▶ _TASK BRIEF_
Show, from the entries below, every line in which "impl" appears.

Collected data:
::::
//! Global config file source: $XDG_CONFIG_HOME/graphdb-loader/config.toml

use config::builder::DefaultState;
use config::ConfigBuilder;
use config::ConfigError;
use config::File;
use directories::ProjectDirs;
use std::path::PathBuf;
use tracing::debug;

/// Path to global config file.
pub fn global_config_path() -> Option<PathBuf> {
    ProjectDirs::from("", "", "graphdb-loader").map(|dirs| dirs.config_dir().join("config.toml"))
}

/// Add global config file source to builder if it exists.
pub fn add_to_builder(
    mut builder: ConfigBuilder<DefaultState>,
) -> Result<ConfigBuilder<DefaultState>, ConfigError> {
    if let Some(path) = global_config_path() {
        if path.exists() {
            builder = builder.add_source(File::from(path.as_path()).required(false));
        } else {
            debug!(
                config_path = %path.display(),
                "No global configuration file; using workspace and built-in settings"
            );
        }
    }
    Ok(builder)
}
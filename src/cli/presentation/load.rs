//! Load command presentation: registered compilations.

use crate::error::LoadError;
use crate::loader::LoadedCompilations;
use comfy_table::Table;

pub fn format_load_result_text(loaded: &LoadedCompilations) -> String {
    if loaded.is_empty() {
        return "No compilations registered (no unit had contracts).".to_string();
    }
    let mut table = Table::new();
    table.load_preset(comfy_table::presets::UTF8_FULL);
    table.set_header(vec!["Unit", "Compilation ID", "Sources", "Contracts"]);
    for compilation in &loaded.compilations {
        table.add_row(vec![
            compilation.key.clone(),
            compilation.id.id.clone(),
            compilation.sources.len().to_string(),
            compilation.bytecodes.len().to_string(),
        ]);
    }
    format!("{}\n\nLoaded {} compilation(s)", table, loaded.len())
}

pub fn format_load_result_json(loaded: &LoadedCompilations) -> Result<String, LoadError> {
    Ok(serde_json::to_string_pretty(loaded)?)
}
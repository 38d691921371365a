//! CLI route: single route table and run context. Dispatches to the loader and presentation.

use crate::cli::help::command_name;
use crate::cli::parse::{Commands, ConfigCommands};
use crate::cli::presentation::{
    format_load_result_json, format_load_result_text, format_plan_json, format_plan_text,
};
use crate::config::{ConfigLoader, EndpointConfig, LoaderConfig};
use crate::error::LoadError;
use crate::http::HttpExecutor;
use crate::loader::{DryRunExecutor, LoadOptions, Loader};
use crate::types::CompilationBatch;
use std::path::{Path, PathBuf};
use std::time::Instant;
use tracing::{debug, info};

/// Runtime context for CLI execution: workspace, config path, and the effective config.
/// Built from workspace path and optional config path using ConfigLoader only.
pub struct RunContext {
    workspace_root: PathBuf,
    config_path: Option<PathBuf>,
    config: LoaderConfig,
}

impl RunContext {
    /// Create run context from workspace root and optional config path.
    pub fn new(workspace_root: PathBuf, config_path: Option<PathBuf>) -> Result<Self, LoadError> {
        let config = if let Some(ref cfg_path) = config_path {
            ConfigLoader::load_from_file(cfg_path)?
        } else {
            ConfigLoader::load(&workspace_root)?
        };
        let config = config.validated()?;
        Ok(Self {
            workspace_root,
            config_path,
            config,
        })
    }

    /// Execute one command and return its rendered output.
    pub fn execute(&self, command: &Commands) -> Result<String, LoadError> {
        let name = command_name(command);
        let started = Instant::now();
        debug!(command = %name, workspace = %self.workspace_root.display(), "Dispatching command");

        let result = match command {
            Commands::Plan {
                batch,
                format,
                no_bytecodes,
            } => self.handle_plan(batch, format, *no_bytecodes),
            Commands::Load {
                batch,
                endpoint,
                format,
                no_bytecodes,
            } => self.handle_load(batch, endpoint.as_deref(), format, *no_bytecodes),
            Commands::Config { command } => match command {
                ConfigCommands::Show => self.handle_config_show(),
            },
        };

        info!(
            command = %name,
            ok = result.is_ok(),
            duration_ms = started.elapsed().as_millis() as u64,
            "Command finished"
        );
        result
    }

    fn load_options(&self, no_bytecodes: bool) -> LoadOptions {
        let mut options = self.config.load;
        if no_bytecodes {
            options.bytecodes = false;
        }
        options
    }

    fn handle_plan(
        &self,
        batch_path: &Path,
        format: &str,
        no_bytecodes: bool,
    ) -> Result<String, LoadError> {
        let batch = CompilationBatch::from_file(batch_path)?;
        let loader = Loader::new(self.load_options(no_bytecodes));
        let executor = DryRunExecutor::new();

        let rt = tokio::runtime::Runtime::new()?;
        rt.block_on(loader.load(&executor, &batch))?;

        let requests = executor.requests();
        if format == "json" {
            format_plan_json(&requests)
        } else {
            Ok(format_plan_text(&requests))
        }
    }

    fn handle_load(
        &self,
        batch_path: &Path,
        endpoint_override: Option<&str>,
        format: &str,
        no_bytecodes: bool,
    ) -> Result<String, LoadError> {
        let endpoint = self.endpoint_config(endpoint_override)?;
        let batch = CompilationBatch::from_file(batch_path)?;
        let loader = Loader::new(self.load_options(no_bytecodes));
        let executor = HttpExecutor::new(&endpoint)?;
        info!(url = %executor.url(), units = batch.len(), "Submitting batch");

        let rt = tokio::runtime::Runtime::new()?;
        let loaded = rt.block_on(loader.load(&executor, &batch))?;

        if format == "json" {
            format_load_result_json(&loaded)
        } else {
            Ok(format_load_result_text(&loaded))
        }
    }

    fn endpoint_config(&self, endpoint_override: Option<&str>) -> Result<EndpointConfig, LoadError> {
        let mut endpoint = self.config.endpoint.clone();
        if let Some(url) = endpoint_override {
            endpoint.url = Some(url.to_string());
        }
        if endpoint.url.is_none() {
            return Err(LoadError::Config(
                "No endpoint configured; pass --endpoint or set endpoint.url".to_string(),
            ));
        }
        endpoint.validate().map_err(LoadError::Config)?;
        Ok(endpoint)
    }

    fn handle_config_show(&self) -> Result<String, LoadError> {
        let mut out = String::new();
        match &self.config_path {
            Some(path) => out.push_str(&format!("# Source: {}\n", path.display())),
            None => {
                if let Some(global) = ConfigLoader::global_config_path() {
                    out.push_str(&format!("# Global config: {}\n", global.display()));
                }
                out.push_str(&format!(
                    "# Workspace config: {}\n",
                    self.workspace_root.join("config").join("config.toml").display()
                ));
            }
        }
        out.push('\n');
        out.push_str(&self.config.to_toml()?);
        Ok(out)
    }
}
//! Bytecodes stage: registers the creation and deployed bytecode of each contract.

use crate::error::LoadError;
use crate::loader::record::{EachRecord, RecordStage};
use crate::loader::request::{Operation, Response};
use crate::types::{Bytecode, CompilationUnit, Contract, IdObject};
use serde::{Deserialize, Serialize};
use serde_json::json;

/// Ids of one contract's bytecodes.
#[derive(Debug, Clone, Serialize, Deserialize, PartialEq, Eq)]
#[serde(rename_all = "camelCase")]
pub struct ContractBytecodes {
    pub create_bytecode: IdObject,
    pub call_bytecode: IdObject,
}

pub struct BytecodesStage {
    unit_key: String,
}

fn bytecode_input(bytecode: &Bytecode) -> serde_json::Value {
    json!({
        "bytes": bytecode.bytes,
        "linkReferences": bytecode.link_references,
    })
}

impl RecordStage for BytecodesStage {
    type Record = Contract;
    type Id = ContractBytecodes;

    const OPERATION: Operation = Operation::AddBytecodes;

    fn unit_key(&self) -> &str {
        &self.unit_key
    }

    fn variables(&self, contract: &Contract) -> serde_json::Value {
        json!({
            "bytecodes": [
                bytecode_input(&contract.bytecode),
                bytecode_input(&contract.deployed_bytecode),
            ]
        })
    }

    fn extract(&self, response: &Response) -> Result<ContractBytecodes, LoadError> {
        let mut ids = Self::OPERATION.extract_exact(response, 2)?.into_iter();
        match (ids.next(), ids.next()) {
            (Some(create_bytecode), Some(call_bytecode)) => Ok(ContractBytecodes {
                create_bytecode,
                call_bytecode,
            }),
            _ => Err(LoadError::MalformedResponse {
                operation: Self::OPERATION.name(),
                pointer: Self::OPERATION.ids_pointer(),
            }),
        }
    }
}

pub type BytecodesLoad = EachRecord<BytecodesStage>;

/// Saga registering the bytecodes of every contract in `unit`, in contract order.
pub fn bytecodes_load(unit_key: &str, unit: &CompilationUnit) -> BytecodesLoad {
    EachRecord::new(
        BytecodesStage {
            unit_key: unit_key.to_string(),
        },
        unit.contracts.clone(),
    )
}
::::
▶ _EXERCISE SOLUTION_
impl RunContext {
impl RecordStage for BytecodesStage {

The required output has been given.